**TASK GOAL:**
Only a number is expected in reply: the count of lines below where the word "must" occurs.

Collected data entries
****************

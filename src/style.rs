use crate::code::highlight::Theme;
use crate::error::{SceneError, SceneResult};
use serde::{Deserialize, Serialize};

/// RGBA colour
#[derive(Debug, Clone, Copy, PartialEq, Eq, Hash, Serialize, Deserialize)]
pub struct Color {
    pub r: u8,
    pub g: u8,
    pub b: u8,
    #[serde(default = "default_alpha")]
    pub a: u8,
}

fn default_alpha() -> u8 {
    255
}

impl Color {
    pub const fn rgb(r: u8, g: u8, b: u8) -> Self {
        Self { r, g, b, a: 255 }
    }

    /// Parse `#RRGGBB` or `#RRGGBBAA` (the leading `#` is optional)
    pub fn from_hex(hex: &str) -> SceneResult<Self> {
        let digits = hex.trim().trim_start_matches('#');
        if !(digits.len() == 6 || digits.len() == 8) || !digits.is_ascii() {
            return Err(SceneError::invalid_style(format!(
                "colour '{}' is not #RRGGBB or #RRGGBBAA",
                hex
            )));
        }

        let channel = |i: usize| {
            u8::from_str_radix(&digits[i..i + 2], 16)
                .map_err(|_| SceneError::invalid_style(format!("colour '{}' is not hex", hex)))
        };

        let a = if digits.len() == 8 { channel(6)? } else { 255 };
        Ok(Self {
            r: channel(0)?,
            g: channel(2)?,
            b: channel(4)?,
            a,
        })
    }

    pub fn with_alpha(self, a: u8) -> Self {
        Self { a, ..self }
    }

    /// Multiply the alpha channel by `factor` in `[0, 1]`
    pub fn fade(self, factor: f32) -> Self {
        let factor = factor.clamp(0.0, 1.0);
        self.with_alpha((self.a as f32 * factor).round() as u8)
    }

    pub fn to_rgba(self) -> [u8; 4] {
        [self.r, self.g, self.b, self.a]
    }
}

pub const WHITE: Color = Color::rgb(0xFF, 0xFF, 0xFF);
pub const BLACK: Color = Color::rgb(0x00, 0x00, 0x00);
pub const GREY: Color = Color::rgb(0x88, 0x88, 0x88);
pub const BLUE: Color = Color::rgb(0x58, 0xC4, 0xDD);
pub const YELLOW: Color = Color::rgb(0xFF, 0xFF, 0x00);
pub const RED: Color = Color::rgb(0xFC, 0x62, 0x55);
pub const GREEN: Color = Color::rgb(0x83, 0xC1, 0x67);

/// Style options recognised by every text-like element
#[derive(Debug, Clone, PartialEq, Serialize, Deserialize)]
pub struct Style {
    pub color: Color,
    pub font_size: f32,
    #[serde(default)]
    pub stroke_width: f32,
    #[serde(default)]
    pub stroke_color: Option<Color>,
    #[serde(default)]
    pub corner_radius: f32,
}

impl Default for Style {
    fn default() -> Self {
        Self {
            color: WHITE,
            font_size: 48.0,
            stroke_width: 0.0,
            stroke_color: None,
            corner_radius: 0.0,
        }
    }
}

impl Style {
    pub fn with_color(mut self, color: Color) -> Self {
        self.color = color;
        self
    }

    pub fn with_font_size(mut self, font_size: f32) -> Self {
        self.font_size = font_size;
        self
    }

    pub fn with_stroke(mut self, color: Color, width: f32) -> Self {
        self.stroke_color = Some(color);
        self.stroke_width = width;
        self
    }

    pub fn with_corner_radius(mut self, radius: f32) -> Self {
        self.corner_radius = radius;
        self
    }

    pub fn validate(&self) -> SceneResult<()> {
        if !self.font_size.is_finite() || self.font_size <= 0.0 {
            return Err(SceneError::invalid_style(format!(
                "font size must be positive, got {}",
                self.font_size
            )));
        }
        if !self.stroke_width.is_finite() || self.stroke_width < 0.0 {
            return Err(SceneError::invalid_style(format!(
                "stroke width must be >= 0, got {}",
                self.stroke_width
            )));
        }
        if !self.corner_radius.is_finite() || self.corner_radius < 0.0 {
            return Err(SceneError::invalid_style(format!(
                "corner radius must be >= 0, got {}",
                self.corner_radius
            )));
        }
        Ok(())
    }
}

/// Frame drawn behind a code block
#[derive(Debug, Clone, Copy, PartialEq, Eq, Serialize, Deserialize, Default)]
#[serde(rename_all = "snake_case")]
pub enum CodeBackground {
    /// Rounded window with a title bar and three buttons
    #[default]
    Window,
    Rectangle,
}

/// Options for a syntax-highlighted code block
#[derive(Debug, Clone, PartialEq, Serialize, Deserialize)]
pub struct CodeStyle {
    pub language: String,
    pub font_size: f32,
    pub tab_width: usize,
    pub background: CodeBackground,
    pub insert_line_no: bool,
    pub theme: Theme,
    pub background_stroke_width: f32,
    pub background_stroke_color: Color,
    pub corner_radius: f32,
}

impl Default for CodeStyle {
    fn default() -> Self {
        Self {
            language: "python".into(),
            font_size: 24.0,
            tab_width: 3,
            background: CodeBackground::Rectangle,
            insert_line_no: true,
            theme: Theme::Monokai,
            background_stroke_width: 1.0,
            background_stroke_color: WHITE,
            corner_radius: 0.0,
        }
    }
}

impl CodeStyle {
    pub fn validate(&self) -> SceneResult<()> {
        if !self.language.eq_ignore_ascii_case("python") {
            return Err(SceneError::invalid_style(format!(
                "unsupported code language '{}'",
                self.language
            )));
        }
        if self.tab_width == 0 {
            return Err(SceneError::invalid_style("tab width must be at least 1"));
        }
        Style {
            color: WHITE,
            font_size: self.font_size,
            stroke_width: self.background_stroke_width,
            stroke_color: Some(self.background_stroke_color),
            corner_radius: self.corner_radius,
        }
        .validate()
    }
}

#[cfg(test)]
mod tests {
    use super::*;

    #[test]
    fn test_hex_parsing() {
        assert_eq!(Color::from_hex("#58C4DD").unwrap(), BLUE);
        assert_eq!(Color::from_hex("ffff00").unwrap(), YELLOW);
        assert_eq!(Color::from_hex("#00000080").unwrap().a, 0x80);
    }

    #[test]
    fn test_hex_rejects_garbage() {
        assert!(Color::from_hex("#123").is_err());
        assert!(Color::from_hex("#GGGGGG").is_err());
        assert!(Color::from_hex("").is_err());
    }

    #[test]
    fn test_fade() {
        assert_eq!(WHITE.fade(0.5).a, 128);
        assert_eq!(WHITE.fade(2.0).a, 255);
        assert_eq!(WHITE.fade(-1.0).a, 0);
    }

    #[test]
    fn test_style_validation() {
        assert!(Style::default().validate().is_ok());
        assert!(Style::default().with_font_size(0.0).validate().is_err());
        assert!(Style::default().with_stroke(WHITE, -1.0).validate().is_err());
        assert!(Style::default()
            .with_corner_radius(f32::NAN)
            .validate()
            .is_err());
    }

    #[test]
    fn test_code_style_validation() {
        assert!(CodeStyle::default().validate().is_ok());

        let style = CodeStyle {
            language: "rust".into(),
            ..CodeStyle::default()
        };
        assert!(style.validate().is_err());

        let style = CodeStyle {
            tab_width: 0,
            ..CodeStyle::default()
        };
        assert!(style.validate().is_err());
    }

    #[test]
    fn test_color_serde_default_alpha() {
        let color: Color = serde_json::from_str(r#"{"r": 1, "g": 2, "b": 3}"#).unwrap();
        assert_eq!(color.to_rgba(), [1, 2, 3, 255]);
    }
}
//! Fixed text shown by [`AsyncProcessingExplanation`](super::AsyncProcessingExplanation).

pub const TITLE: &str = "Asynchronous Processing";

/// Displayed and searched, never executed
pub const CODE_SOURCE: &str = r#"
import asyncio
import nest_asyncio
import pandas as pd
from signalfloweeg.io import get_amplitude_statistics

async def process_file(filename):
    print(f"Processing file: {filename}")
    result = get_amplitude_statistics(filename, 'EEGLAB_RAW_SET')
    return result

async def process_files(df):
    tasks = []
    for _, row in df.iterrows():
        filename = row['FullFile']
        task = asyncio.create_task(process_file(filename))
        tasks.append(task)
    results = await asyncio.gather(*tasks)
    result_df = pd.DataFrame(results)
    return result_df

filelist = pd.read_csv(path.join(analysispath, 'data/01_sprest_filelist.csv'))
df = filelist

nest_asyncio.apply()

presource_df = await process_files(df)
print("Final Result DataFrame:")
print(presource_df)

presource_df.to_csv(path.join(analysispath, 'data/02_sprest_filelist_amplitudes.csv'), index=False)
"#;

pub const NARRATION: [&str; 8] = [
    "The code demonstrates asynchronous processing using the asyncio library in Python.",
    "The process_file function processes a single file asynchronously.",
    "The process_files function creates tasks for each file and processes them concurrently.",
    "The nest_asyncio library is used to allow asyncio usage in Jupyter Notebook.",
    "The filelist is loaded from a CSV file using pandas.",
    "The process_files function is called with the filelist DataFrame.",
    "The results are stored in a new DataFrame called presource_df.",
    "Finally, the presource_df is saved to a new CSV file.",
];

/// Code line to flash, and the caption written while it flashes
#[derive(Debug, Clone, Copy, PartialEq, Eq)]
pub struct HighlightEvent {
    pub line: &'static str,
    pub description: &'static str,
}

pub const HIGHLIGHTS: [HighlightEvent; 4] = [
    HighlightEvent {
        line: "async def process_file(filename):",
        description: "process_file function",
    },
    HighlightEvent {
        line: "async def process_files(df):",
        description: "process_files function",
    },
    HighlightEvent {
        line: "nest_asyncio.apply()",
        description: "nest_asyncio usage",
    },
    HighlightEvent {
        line: "presource_df = await process_files(df)",
        description: "Calling process_files",
    },
];

#[cfg(test)]
mod tests {
    use super::*;

    #[test]
    fn test_every_highlight_target_is_in_the_code() {
        assert!(HIGHLIGHTS.iter().all(|h| CODE_SOURCE.contains(h.line)));
    }

    #[test]
    fn test_narration_is_non_empty() {
        assert!(NARRATION.iter().all(|n| !n.trim().is_empty()));
    }
}
use super::content::{CODE_SOURCE, HIGHLIGHTS, NARRATION, TITLE};
use super::Scene;
use crate::animation::Animation;
use crate::code::highlight::Theme;
use crate::code::{find_region, CodeBlock};
use crate::error::{SceneError, SceneResult};
use crate::geometry::{Bounds, Frame, DOWN, UP};
use crate::mobject::{Element, ElementId, Mobject, Outline, Role, TextBlock};
use crate::renderer::Timeline;
use crate::style::{CodeBackground, CodeStyle, Style, BLUE, WHITE, YELLOW};
use tracing::{error, info};

const TITLE_FONT_SIZE: f32 = 48.0;
const TITLE_BUFF: f32 = 0.5;
const CODE_SCALE: f32 = 0.7;
const CODE_SHIFT: f32 = 0.5;
const NARRATION_FONT_SIZE: f32 = 20.0;
const NARRATION_BUFF: f32 = 0.3;
const NARRATION_WRITE_TIME: f32 = 2.0;
const NARRATION_HOLD: f32 = 1.0;
const HIGHLIGHT_STROKE: f32 = 2.0;
const CAPTION_FONT_SIZE: f32 = 24.0;
const CAPTION_BUFF: f32 = 0.5;
const CAPTION_HOLD: f32 = 2.0;
const FINAL_HOLD: f32 = 2.0;

/// Walkthrough of an asyncio snippet that fans file processing out to tasks
#[derive(Debug, Clone, Copy, Default)]
pub struct AsyncProcessingExplanation;

impl AsyncProcessingExplanation {
    pub const NAME: &'static str = "AsyncProcessingExplanation";

    pub fn code_style() -> CodeStyle {
        CodeStyle {
            language: "python".into(),
            font_size: 16.0,
            tab_width: 4,
            background: CodeBackground::Window,
            insert_line_no: false,
            theme: Theme::Monokai,
            background_stroke_width: 1.0,
            background_stroke_color: WHITE,
            corner_radius: 0.1,
        }
    }

    /// The code block, scaled and placed as the scene shows it
    pub fn code_block() -> SceneResult<CodeBlock> {
        let mut code = CodeBlock::new(CODE_SOURCE, Self::code_style())?;
        code.scale(CODE_SCALE);
        code.shift(UP * CODE_SHIFT);
        Ok(code)
    }

    /// Flash `line` inside `code` and write `description` under the block.
    ///
    /// Returns `Ok(false)` without recording anything when `line` does not
    /// occur verbatim in the code.
    pub fn highlight_code(
        &self,
        timeline: &mut Timeline,
        code: ElementId,
        line: &str,
        description: &str,
    ) -> SceneResult<bool> {
        let block = timeline
            .element(code)
            .and_then(Element::as_code)
            .ok_or_else(|| SceneError::timeline(format!("element {:?} is not a code block", code)))?;

        let Some(region) = find_region(block, line) else {
            error!(
                target_line = line,
                "Error: Unable to highlight the code. Check the scene content and line text."
            );
            return Ok(false);
        };
        let code_bounds = block.bounds();

        let step = timeline.next_step_index();
        if let Some(block) = timeline.element_mut(code).and_then(Element::as_code_mut) {
            block.set_region_stroke(&region, YELLOW, HIGHLIGHT_STROKE, step);
        }

        let flash = timeline.add(
            Role::Flash,
            Outline::around(region.bounds, YELLOW, HIGHLIGHT_STROKE),
        );
        let mut caption = TextBlock::text(
            description,
            Style::default()
                .with_color(YELLOW)
                .with_font_size(CAPTION_FONT_SIZE),
        )?;
        caption.next_to(&code_bounds, DOWN, CAPTION_BUFF);
        let caption = timeline.add(Role::Caption, caption);

        timeline.play(
            vec![Animation::show_passing_flash(flash), Animation::write(caption)],
            None,
        )?;
        timeline.wait(CAPTION_HOLD)?;
        timeline.play(vec![Animation::fade_out(caption)], None)?;
        Ok(true)
    }

    fn narration_paragraphs(
        timeline: &mut Timeline,
        frame: &Frame,
        below: &Bounds,
    ) -> SceneResult<Vec<ElementId>> {
        let style = Style::default().with_font_size(NARRATION_FONT_SIZE);
        let mut ids = Vec::with_capacity(NARRATION.len());
        for text in NARRATION {
            let mut paragraph = TextBlock::paragraph(text, style.clone(), frame.width - 1.0)?;
            paragraph.next_to(below, DOWN, NARRATION_BUFF);
            ids.push(timeline.add(Role::Narration, paragraph));
        }
        Ok(ids)
    }
}

impl Scene for AsyncProcessingExplanation {
    fn name(&self) -> &'static str {
        Self::NAME
    }

    fn construct(&mut self, timeline: &mut Timeline) -> SceneResult<()> {
        let frame = timeline.frame();

        let mut title = TextBlock::text(
            TITLE,
            Style::default()
                .with_color(BLUE)
                .with_font_size(TITLE_FONT_SIZE),
        )?;
        title.to_edge(&frame, UP, TITLE_BUFF);
        let title = timeline.add(Role::Title, title);
        timeline.play(vec![Animation::write(title)], None)?;

        let code = Self::code_block()?;
        let code_bounds = code.bounds();
        let code = timeline.add(Role::Code, code);
        let paragraphs = Self::narration_paragraphs(timeline, &frame, &code_bounds)?;

        timeline.play(vec![Animation::create(code)], None)?;
        for paragraph in paragraphs {
            timeline.play(vec![Animation::write(paragraph)], Some(NARRATION_WRITE_TIME))?;
            timeline.wait(NARRATION_HOLD)?;
            timeline.play(vec![Animation::fade_out(paragraph)], None)?;
        }

        let mut highlighted = 0;
        for event in HIGHLIGHTS {
            if self.highlight_code(timeline, code, event.line, event.description)? {
                highlighted += 1;
            }
        }
        info!(highlighted, total = HIGHLIGHTS.len(), "highlights played");

        timeline.wait(FINAL_HOLD)?;
        Ok(())
    }
}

****************

**OUTPUT BELOW:**
4